Stored items from a collection
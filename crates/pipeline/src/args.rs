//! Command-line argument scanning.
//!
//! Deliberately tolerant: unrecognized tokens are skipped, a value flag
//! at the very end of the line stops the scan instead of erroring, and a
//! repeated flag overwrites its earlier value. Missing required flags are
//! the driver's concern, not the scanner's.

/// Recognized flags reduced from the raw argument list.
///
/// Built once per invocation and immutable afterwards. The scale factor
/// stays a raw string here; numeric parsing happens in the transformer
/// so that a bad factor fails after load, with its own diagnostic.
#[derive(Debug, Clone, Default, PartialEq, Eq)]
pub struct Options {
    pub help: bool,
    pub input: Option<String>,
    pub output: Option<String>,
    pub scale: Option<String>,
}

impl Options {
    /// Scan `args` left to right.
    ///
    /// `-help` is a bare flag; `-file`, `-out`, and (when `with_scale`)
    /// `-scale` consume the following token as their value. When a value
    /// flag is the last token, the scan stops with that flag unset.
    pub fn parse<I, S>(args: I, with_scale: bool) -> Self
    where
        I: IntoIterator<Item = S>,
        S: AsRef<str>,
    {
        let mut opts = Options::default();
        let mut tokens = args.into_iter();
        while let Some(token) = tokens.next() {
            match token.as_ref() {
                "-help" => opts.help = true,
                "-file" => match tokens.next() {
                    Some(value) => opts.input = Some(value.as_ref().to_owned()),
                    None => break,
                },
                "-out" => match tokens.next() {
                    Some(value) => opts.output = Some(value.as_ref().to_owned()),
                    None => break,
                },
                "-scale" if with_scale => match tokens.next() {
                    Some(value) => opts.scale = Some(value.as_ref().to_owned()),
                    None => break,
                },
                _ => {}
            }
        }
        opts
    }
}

**AIM OF THE TASK**
For this exercise, gather every line of the data that contains the word "Some".

**COMPLETED EXERCISE**
        while let Some(token) = tokens.next() {
                    Some(value) => opts.input = Some(value.as_ref().to_owned()),
                    Some(value) => opts.output = Some(value.as_ref().to_owned()),
                    Some(value) => opts.scale = Some(value.as_ref().to_owned()),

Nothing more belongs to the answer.